I think it has to be Buzz Lightyear. But the thought of him wearing that? Unless he bought it as a trouser belt.

Paul


----------



## mat (Feb 25, 2003)

I vote the "clock movement", because it looks like a lot of thought has gone into it. I like it, although im not too keen on those "artistic" photo shop filters.... good work









10 mins ago I sooo nearly bought an IWC manual wind 50's s/s dress watch.... Â£400 on the bay!, looks real enough but i noticed that the guy was in the middle east, and I dont dare take the risk.









cheers,

mat


----------



## pauluspaolo (Feb 24, 2003)

I think the Buzz Lightyear is pretty good so my vote goes to this photo.

Cheers

Paul


----------



## Foggy (Feb 25, 2003)

Hard choice to make but, um, I'm going to go for "Cat" simply because it made me smile









Cheers

Foggy


----------



## Softiesteve (Feb 23, 2003)

Hi,

I vote for Buzz Lightyear, it made me laugh, such a good image, how many of us have stood there by the front door jiffy bag ripped open, looking at our new prized trinket







.

Well done all

steve


----------



## MIKE (Feb 23, 2003)

Hi,

The Warwickshire vote goes to "WATCH CHEST"
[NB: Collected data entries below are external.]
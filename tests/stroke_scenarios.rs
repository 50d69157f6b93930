// End-to-end: config -> whiteboard -> pointer events -> pixels.

use whiteboard::{BrushSprite, Canvas, Color, Point, Surface, SurfaceConfig, Whiteboard};

const WHITE: Color = Color::rgb(255, 255, 255);

fn green_config(size: u32, opacity: f32) -> SurfaceConfig {
    SurfaceConfig {
        width: 100,
        height: 100,
        stroke_color: "#00FF00".into(),
        stroke_size: size,
        stroke_opacity: opacity,
    }
}

/// Remembers where each stamp's center went.
struct StampLog {
    centers: Vec<Point>,
    half: i32,
}

impl Surface for StampLog {
    fn size(&self) -> (usize, usize) {
        (100, 100)
    }
    fn offset(&self) -> Point {
        Point::new(0, 0)
    }
    fn stamp(&mut self, _sprite: &BrushSprite, x: i32, y: i32, _opacity: f32) {
        self.centers.push(Point::new(x + self.half, y + self.half));
    }
    fn clear(&mut self) {}
}

#[test]
fn green_four_pixel_brush() {
    let board = Whiteboard::new(Canvas::new(100, 100, WHITE), &green_config(4, 1.0)).unwrap();
    let sprite = board.sprite();
    assert_eq!((sprite.width(), sprite.height()), (4, 4));
    assert_eq!(sprite.rgba(0, 0)[3], 0);
    assert_eq!(sprite.rgba(2, 2), [0, 255, 0, 255]);
}

#[test]
fn click_then_short_drag_stamps_four_points() {
    let log = StampLog { centers: Vec::new(), half: 2 };
    let mut board = Whiteboard::new(log, &green_config(4, 1.0)).unwrap();
    board.pointer_down(Point::new(10, 10));
    assert!(board.surface().centers.is_empty());
    board.pointer_move(Point::new(13, 10));
    assert_eq!(
        board.surface().centers,
        vec![Point::new(10, 10), Point::new(11, 10), Point::new(12, 10), Point::new(13, 10)]
    );
}

#[test]
fn a_full_stroke_paints_only_along_its_path() {
    let mut board = Whiteboard::new(Canvas::new(100, 100, WHITE), &green_config(1, 1.0)).unwrap();
    board.pointer_down(Point::new(10, 10));
    board.pointer_move(Point::new(13, 10));
    board.pointer_up();
    board.pointer_move(Point::new(50, 50));

    let frame = board.surface().frame();
    let green = Color::rgb(0, 255, 0).to_u32();
    let painted: Vec<_> = (0..100)
        .flat_map(|y| (0..100).map(move |x| (x, y)))
        .filter(|&(x, y)| frame.get(x, y) == Some(green))
        .collect();
    assert_eq!(painted, vec![(10, 10), (11, 10), (12, 10), (13, 10)]);
}

#[test]
fn default_opacity_is_a_light_wash() {
    let mut board = Whiteboard::new(Canvas::new(100, 100, WHITE), &green_config(1, 0.1)).unwrap();
    board.pointer_down(Point::new(5, 5));
    board.pointer_move(Point::new(5, 5));
    let c = Color::from_u32(board.surface().frame().get(5, 5).unwrap());
    // 255 - 255 * 0.1 on the channels green doesn't have
    assert!((229..=230).contains(&c.r) && (229..=230).contains(&c.b), "{c:?}");
    assert_eq!(c.g, 255);
}

#[test]
fn overlapping_stamps_build_up() {
    let mut board = Whiteboard::new(Canvas::new(100, 100, WHITE), &green_config(1, 0.5)).unwrap();
    board.pointer_down(Point::new(5, 5));
    board.pointer_move(Point::new(5, 5));
    board.pointer_move(Point::new(5, 5));
    let c = Color::from_u32(board.surface().frame().get(5, 5).unwrap());
    assert!(c.r < 100, "two half-strength stamps should be darker than one: {c:?}");
}
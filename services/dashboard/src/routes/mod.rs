pub mod charts;
pub mod directories;
pub mod health;
//! Filesystem operations for benchmark results.
//!
//! A result directory holds one `*.bench.json` file per benchmark run and,
//! once aggregated, a `benchmark_results.csv` cache with one row per run.
//! The cache is trusted whenever it exists; it is never compared against
//! the run files.

use bench_dashboard_core::{
    parse_batch_size, BenchmarkRecord, Error, Result, ResultSet, CORE_COLUMNS,
};
use std::collections::BTreeMap;
use std::fs;
use std::path::{Path, PathBuf};
use tracing::{debug, error, info, warn};

/// Suffix identifying per-run result files.
pub const RUN_FILE_SUFFIX: &str = ".bench.json";

/// Name of the aggregate cache inside a result directory.
pub const AGGREGATE_FILE: &str = "benchmark_results.csv";

/// Path of the aggregate cache for a result directory.
pub fn cache_path(directory: impl AsRef<Path>) -> PathBuf {
    directory.as_ref().join(AGGREGATE_FILE)
}

/// List per-run result files in a directory, sorted by file name.
///
/// Only immediate entries are considered.
pub fn run_files(directory: impl AsRef<Path>) -> Result<Vec<PathBuf>> {
    let directory = directory.as_ref();
    let entries = fs::read_dir(directory).map_err(|e| Error::io(directory, e))?;

    let mut files = Vec::new();
    for entry in entries {
        let entry = entry.map_err(|e| Error::io(directory, e))?;
        let is_run_file = entry
            .file_name()
            .to_str()
            .map_or(false, |name| name.ends_with(RUN_FILE_SUFFIX));
        if is_run_file && entry.path().is_file() {
            files.push(entry.path());
        }
    }

    files.sort();
    Ok(files)
}
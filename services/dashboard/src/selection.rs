// Copyright 2025 Benchmark Dashboard Contributors
// SPDX-License-Identifier: Apache-2.0

//! Reaction to the directory selector.
//!
//! Every selection change recomputes both charts from scratch: the result
//! set is reloaded and rebuilt with no caching in between. Failures never
//! reach the page; they are logged and the charts come back empty.

use crate::source::ResultSource;
use bench_dashboard_charts::{build_charts, ChartOptions, ChartPair};
use std::time::Instant;
use tracing::{debug, error, warn};

/// Whether a selection names a listable directory directly below the base
/// directory. Hidden names are rejected like path separators.
pub fn is_plain_directory_name(name: &str) -> bool {
    !name.is_empty() && !name.starts_with('.') && !name.contains(['/', '\\', '\0'])
}

/// Compute both charts for the selected result directory.
///
/// An empty selection returns empty charts without touching `source`.
pub fn charts_for_selection(
    source: &dyn ResultSource,
    selection: Option<&str>,
    options: &ChartOptions,
) -> ChartPair {
    let directory = match selection.map(str::trim) {
        Some(name) if !name.is_empty() => name,
        _ => {
            debug!("No result directory selected");
            return ChartPair::empty();
        }
    };

    if !is_plain_directory_name(directory) {
        warn!(directory, "Rejected result directory selection");
        return ChartPair::empty();
    }

    let started = Instant::now();
    let results = match source.load(directory) {
        Ok(results) => results,
        Err(err) if err.is_missing_data() => {
            warn!(directory, error = %err, "No benchmark results to chart");
            metrics::counter!("dashboard_load_failures_total", "kind" => "missing_data")
                .increment(1);
            return ChartPair::empty();
        }
        Err(err) => {
            error!(directory, error = %err, "Failed to load benchmark results");
            metrics::counter!("dashboard_load_failures_total", "kind" => "error").increment(1);
            return ChartPair::empty();
        }
    };

    let charts = build_charts(&results, options);
    metrics::histogram!("dashboard_chart_build_seconds").record(started.elapsed().as_secs_f64());
    debug!(
        directory,
        records = results.len(),
        series = charts.time.data.len(),
        "Charts recomputed"
    );
    charts
}
// Copyright 2025 Benchmark Dashboard Contributors
// SPDX-License-Identifier: Apache-2.0

//! Chart specification types.
//!
//! These serialize to the figure JSON Plotly.js expects
//! (`{"data": [...], "layout": {...}}`), so the browser side only has to
//! hand them to `Plotly.react`.

use serde::{Deserialize, Serialize};

/// Plotly trace type used for every series.
pub const TRACE_TYPE: &str = "scatter";

/// Plotly draw mode used for every series.
pub const TRACE_MODE: &str = "lines+markers";

/// A text label (`{"text": ...}` in Plotly).
#[derive(Debug, Clone, PartialEq, Serialize, Deserialize)]
pub struct Title {
    /// Label text.
    pub text: String,
}

impl Title {
    /// Create a label.
    pub fn new(text: impl Into<String>) -> Self {
        Self { text: text.into() }
    }
}

/// Axis scale.
#[derive(Debug, Clone, Copy, PartialEq, Eq, Serialize, Deserialize)]
#[serde(rename_all = "lowercase")]
pub enum AxisScale {
    /// Linear axis.
    Linear,
    /// Logarithmic axis.
    Log,
}

/// One chart axis.
#[derive(Debug, Clone, PartialEq, Serialize, Deserialize)]
pub struct Axis {
    /// Axis label.
    pub title: Title,
    /// Axis scale.
    #[serde(rename = "type")]
    pub scale: AxisScale,
    /// Explicit tick positions; Plotly picks its own when absent.
    #[serde(default, skip_serializing_if = "Option::is_none")]
    pub tickvals: Option<Vec<u64>>,
}

/// Legend settings.
#[derive(Debug, Clone, PartialEq, Serialize, Deserialize)]
pub struct Legend {
    /// Legend heading.
    pub title: Title,
}

/// Chart layout.
#[derive(Debug, Clone, PartialEq, Serialize, Deserialize)]
pub struct Layout {
    /// Chart title.
    pub title: Title,
    /// Horizontal axis.
    pub xaxis: Axis,
    /// Vertical axis.
    pub yaxis: Axis,
    /// Legend.
    pub legend: Legend,
    /// Let the figure follow its container size.
    pub autosize: bool,
}

/// One line-with-markers series.
#[derive(Debug, Clone, PartialEq, Serialize, Deserialize)]
pub struct Series {
    /// Plotly trace type.
    #[serde(rename = "type")]
    pub kind: String,
    /// Plotly draw mode.
    pub mode: String,
    /// Legend label (the solver identity).
    pub name: String,
    /// Batch sizes, ascending.
    pub x: Vec<u64>,
    /// Metric values, aligned with `x`.
    pub y: Vec<f64>,
}

impl Series {
    /// Create an empty line-with-markers series.
    pub fn lines_with_markers(name: impl Into<String>) -> Self {
        Self {
            kind: TRACE_TYPE.to_string(),
            mode: TRACE_MODE.to_string(),
            name: name.into(),
            x: Vec::new(),
            y: Vec::new(),
        }
    }

    /// Append one point.
    pub fn push(&mut self, x: u64, y: f64) {
        self.x.push(x);
        self.y.push(y);
    }
}

/// A complete chart: its series and layout.
#[derive(Debug, Clone, PartialEq, Serialize, Deserialize)]
pub struct ChartSpec {
    /// Series in legend order.
    pub data: Vec<Series>,
    /// Layout.
    pub layout: Layout,
}

impl ChartSpec {
    /// Legend labels in order.
    pub fn series_names(&self) -> Vec<&str> {
        self.data.iter().map(|s| s.name.as_str()).collect()
    }

    /// Look up a series by name.
    pub fn series(&self, name: &str) -> Option<&Series> {
        self.data.iter().find(|s| s.name == name)
    }
}

/// The two charts shown for one result set.
#[derive(Debug, Clone, PartialEq, Serialize, Deserialize)]
pub struct ChartPair {
    /// Execution time against batch size.
    pub time: ChartSpec,
    /// Residual against batch size.
    pub residual: ChartSpec,
}
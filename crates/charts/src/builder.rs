// Copyright 2025 Benchmark Dashboard Contributors
// SPDX-License-Identifier: Apache-2.0

//! Chart construction from a result set.
//!
//! [`build_charts`] is a pure function: records are grouped by solver, the
//! solver identities are sorted to fix series (and so legend and colour)
//! order, and each group becomes one series on the time chart and one on
//! the residual chart.

use crate::figure::{Axis, AxisScale, ChartPair, ChartSpec, Layout, Legend, Series, Title};
use bench_dashboard_core::{BenchmarkRecord, ResultSet};
use serde::{Deserialize, Serialize};
use std::collections::BTreeMap;
use tracing::debug;

/// Fixed power-of-two tick list for result sets that share the usual batch sizes.
pub const LEGACY_TICK_VALUES: [u64; 7] = [8, 16, 32, 64, 128, 256, 1024];

/// Placement of x-axis ticks.
#[derive(Debug, Clone, Default, PartialEq, Eq, Serialize, Deserialize)]
#[serde(rename_all = "snake_case")]
pub enum TickPolicy {
    /// One tick per distinct batch size in the data.
    #[default]
    DataDriven,
    /// A fixed list of tick positions.
    Fixed(Vec<u64>),
}

impl TickPolicy {
    /// Build a policy from an optional configured tick list.
    pub fn from_config(tick_values: Option<Vec<u64>>) -> Self {
        match tick_values {
            Some(values) if !values.is_empty() => TickPolicy::Fixed(values),
            _ => TickPolicy::DataDriven,
        }
    }

    fn tick_values(&self, results: &ResultSet) -> Option<Vec<u64>> {
        match self {
            TickPolicy::DataDriven => {
                let sizes = results.batch_sizes();
                (!sizes.is_empty()).then_some(sizes)
            }
            TickPolicy::Fixed(values) => Some(values.clone()),
        }
    }
}

/// Options for chart construction.
#[derive(Debug, Clone, Default, PartialEq, Eq, Serialize, Deserialize)]
pub struct ChartOptions {
    /// X-axis tick placement.
    #[serde(default)]
    pub tick_policy: TickPolicy,
}

/// The quantity plotted against batch size.
#[derive(Debug, Clone, Copy, PartialEq, Eq)]
pub enum Metric {
    /// Median execution time.
    Time,
    /// Average L2 residual.
    Residual,
}

impl Metric {
    /// Chart title.
    pub fn title(self) -> &'static str {
        match self {
            Metric::Time => "Execution time (1 analyze + 1 factorize + 1 solve)",
            Metric::Residual => "Numerical accuracy",
        }
    }

    /// Y-axis label.
    pub fn axis_label(self) -> &'static str {
        match self {
            Metric::Time => "Median Time (s)",
            Metric::Residual => "Residual",
        }
    }

    /// Value of this metric for one record.
    pub fn value(self, record: &BenchmarkRecord) -> f64 {
        match self {
            Metric::Time => record.time_median,
            Metric::Residual => record.residuals_l2_avg,
        }
    }
}

/// Build one chart for a metric.
pub fn build_chart(results: &ResultSet, metric: Metric, options: &ChartOptions) -> ChartSpec {
    let mut groups: BTreeMap<&str, Vec<&BenchmarkRecord>> = BTreeMap::new();
    for record in results {
        groups
            .entry(record.solver_type.as_str())
            .or_default()
            .push(record);
    }

    let data = groups
        .into_iter()
        .map(|(solver, mut runs)| {
            runs.sort_by_key(|r| r.batch_size);
            let mut series = Series::lines_with_markers(solver);
            for run in runs {
                series.push(run.batch_size, metric.value(run));
            }
            series
        })
        .collect();

    ChartSpec {
        data,
        layout: Layout {
            title: Title::new(metric.title()),
            xaxis: Axis {
                title: Title::new("Batch Size"),
                scale: AxisScale::Log,
                tickvals: options.tick_policy.tick_values(results),
            },
            yaxis: Axis {
                title: Title::new(metric.axis_label()),
                scale: AxisScale::Log,
                tickvals: None,
            },
            legend: Legend {
                title: Title::new("Solver"),
            },
            autosize: true,
        },
    }
}

/// Build the time and residual charts for a result set.
///
/// An empty result set yields two charts without series.
pub fn build_charts(results: &ResultSet, options: &ChartOptions) -> ChartPair {
    let pair = ChartPair {
        time: build_chart(results, Metric::Time, options),
        residual: build_chart(results, Metric::Residual, options),
    };
    debug!(
        records = results.len(),
        series = pair.time.data.len(),
        "Charts built"
    );
    pair
}

impl ChartPair {
    /// Two charts without series, as shown before anything is selected.
    pub fn empty() -> Self {
        build_charts(&ResultSet::empty(), &ChartOptions::default())
    }

    /// Whether neither chart has any series.
    pub fn is_empty(&self) -> bool {
        self.time.data.is_empty() && self.residual.data.is_empty()
    }
}
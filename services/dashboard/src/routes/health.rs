use axum::{
    extract::State,
    http::{header, StatusCode},
    response::{IntoResponse, Response},
    routing::get,
    Json, Router,
};
use serde_json::json;
use std::sync::Arc;

use crate::models::AppState;

pub fn routes() -> Router<Arc<AppState>> {
    Router::new()
        .route("/health", get(health))
        .route("/metrics", get(prometheus_metrics))
}

async fn health() -> Json<serde_json::Value> {
    Json(json!({
        "status": "healthy",
        "version": env!("CARGO_PKG_VERSION"),
    }))
}

async fn prometheus_metrics(State(state): State<Arc<AppState>>) -> Response {
    match &state.metrics {
        Some(handle) => (
            [(header::CONTENT_TYPE, "text/plain; version=0.0.4")],
            handle.render(),
        )
            .into_response(),
        None => (StatusCode::NOT_FOUND, "metrics recorder not installed").into_response(),
    }
}
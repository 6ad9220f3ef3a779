// Copyright 2025 Benchmark Dashboard Contributors
// SPDX-License-Identifier: Apache-2.0

//! Interactive benchmark results dashboard.
//!
//! Serves one page with a result directory dropdown and two chart panels,
//! plus the JSON endpoints the page drives them with.

#![deny(unsafe_code)]

pub mod config;
pub mod middleware;
pub mod models;
pub mod page;
pub mod routes;
pub mod selection;
pub mod source;

use axum::Router;
use std::sync::Arc;
use tower_http::trace::TraceLayer;
use tracing_subscriber::EnvFilter;

pub use config::{DashboardConfig, LogFormat};
pub use models::AppState;
pub use selection::charts_for_selection;
pub use source::{FsResultSource, ResultSource};

/// Build the application router.
pub fn app(state: Arc<AppState>) -> Router {
    Router::new()
        .merge(routes::directories::routes())
        .merge(routes::charts::routes())
        .merge(routes::health::routes())
        .layer(axum::middleware::from_fn(middleware::track_metrics))
        .layer(TraceLayer::new_for_http())
        .with_state(state)
}

/// Install the tracing subscriber. `RUST_LOG` takes precedence over the
/// `info` default.
pub fn init_tracing(format: LogFormat) {
    let filter = EnvFilter::try_from_default_env()
        .unwrap_or_else(|_| EnvFilter::new("info,tower_http=debug"));
    let builder = tracing_subscriber::fmt().with_env_filter(filter);
    let _ = match format {
        LogFormat::Pretty => builder.try_init(),
        LogFormat::Json => builder.json().try_init(),
    };
}

#[cfg(test)]
mod tests {
    use super::*;
    use crate::models::{ChartsResponse, DirectoriesResponse};
    use crate::source::MockResultSource;
    use axum::{
        body::Body,
        http::{Request, StatusCode},
    };
    use bench_dashboard_core::{BenchmarkRecord, ResultSet};
    use http_body_util::BodyExt;
    use mockall::predicate::eq;
    use tower::ServiceExt;

    fn test_app(source: MockResultSource) -> Router {
        app(Arc::new(AppState::new(Arc::new(source))))
    }

    async fn get(app: Router, uri: &str) -> (StatusCode, Vec<u8>) {
        let response = app
            .oneshot(Request::builder().uri(uri).body(Body::empty()).unwrap())
            .await
            .unwrap();
        let status = response.status();
        let body = response.into_body().collect().await.unwrap().to_bytes();
        (status, body.to_vec())
    }

    fn two_directories() -> MockResultSource {
        let mut source = MockResultSource::new();
        source
            .expect_list_directories()
            .returning(|| Ok(vec!["CuDSS".to_string(), "DiffOpt".to_string()]));
        source
    }

    #[tokio::test]
    async fn test_health() {
        let (status, body) = get(test_app(MockResultSource::new()), "/health").await;
        assert_eq!(status, StatusCode::OK);
        let json: serde_json::Value = serde_json::from_slice(&body).unwrap();
        assert_eq!(json["status"], "healthy");
    }

    #[tokio::test]
    async fn test_index_renders_dropdown() {
        let (status, body) = get(test_app(two_directories()), "/").await;
        assert_eq!(status, StatusCode::OK);
        let page = String::from_utf8(body).unwrap();
        assert!(page.contains("<option value=\"CuDSS\" selected>CuDSS</option>"));
        assert!(page.contains("<option value=\"DiffOpt\">DiffOpt</option>"));
    }

    #[tokio::test]
    async fn test_directories_endpoint() {
        let (status, body) = get(test_app(two_directories()), "/api/v1/directories").await;
        assert_eq!(status, StatusCode::OK);
        let response: DirectoriesResponse = serde_json::from_slice(&body).unwrap();
        assert_eq!(response.directories, vec!["CuDSS", "DiffOpt"]);
        assert_eq!(response.default.as_deref(), Some("CuDSS"));
    }

    #[tokio::test]
    async fn test_charts_endpoint_builds_selected_directory() {
        let mut source = MockResultSource::new();
        source.expect_load().with(eq("DiffOpt")).times(1).returning(|_| {
            Ok(ResultSet::new(vec![
                BenchmarkRecord::new("B", 16, 1.0, 0.1),
                BenchmarkRecord::new("A", 8, 0.5, 0.05),
                BenchmarkRecord::new("A", 16, 0.9, 0.09),
                BenchmarkRecord::new("B", 8, 0.4, 0.04),
            ]))
        });

        let (status, body) = get(test_app(source), "/api/v1/charts?directory=DiffOpt").await;
        assert_eq!(status, StatusCode::OK);

        let response: ChartsResponse = serde_json::from_slice(&body).unwrap();
        assert_eq!(response.directory.as_deref(), Some("DiffOpt"));
        assert_eq!(response.charts.time.series_names(), vec!["A", "B"]);
        let b = response.charts.time.series("B").unwrap();
        assert_eq!(b.x, vec![8, 16]);
        assert_eq!(b.y, vec![0.4, 1.0]);
    }

    #[tokio::test]
    async fn test_charts_endpoint_without_selection_is_empty() {
        let mut source = MockResultSource::new();
        source.expect_load().never();

        let (status, body) = get(test_app(source), "/api/v1/charts").await;
        assert_eq!(status, StatusCode::OK);
        let response: ChartsResponse = serde_json::from_slice(&body).unwrap();
        assert!(response.charts.is_empty());
    }

    #[tokio::test]
    async fn test_metrics_without_recorder() {
        let (status, _) = get(test_app(MockResultSource::new()), "/metrics").await;
        assert_eq!(status, StatusCode::NOT_FOUND);
    }
}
nicely exposed back ground!









MIKE..

p.s hope Roy dose it again after I have bought a watch of him.


----------



## Fred (Feb 23, 2003)

Watch Chest does it for me, and the Lady in Red is a very, very close second, Buzz would never wear a Russian watch, Hamilton maybe ?,







. fred.


----------



## Garry (Feb 25, 2003)

Bond,

Because that's what I should have bloody done....









G.


----------



## Sargon (Feb 24, 2003)

My girlfriend is mad at me for not voting for her, but I'm not allowed to. I've got to go with the Duomatic. It initially confused me because I didn't remember that guy ever playing James Bond. It took me a while to figure out who he was! Nicely done. A lot of thought went into it.


----------



## USMike (Mar 16, 2003)

Please add another vote for the flowers.

Great effort from every contestant!!!

USMike


----------



## Guest (Apr 29, 2003)

It's difficult to choose an overall favourite because they are all good and plenty of thought went into them. I think "Skeleton" was inspired by someone waiting for Roy to finish a repair or answer an e-mail and very clever. "Buzz Lightyear" was amusing but on balance, my vote goes to "Flowers".

On another day I might have voted differently but that's what you get from me today.

Spadge


----------



## DavidH (Feb 24, 2003)

Skeleton.

Of course it will still be going. Probably never had a service.

David


----------



## traveller (Feb 27, 2003)

Watch chest & lost watch very eyecatching







. But vote goes to Buzz Lightyear.


----------



## Roy (Feb 23, 2003)

Ok, you have only until midnight tonight to vote.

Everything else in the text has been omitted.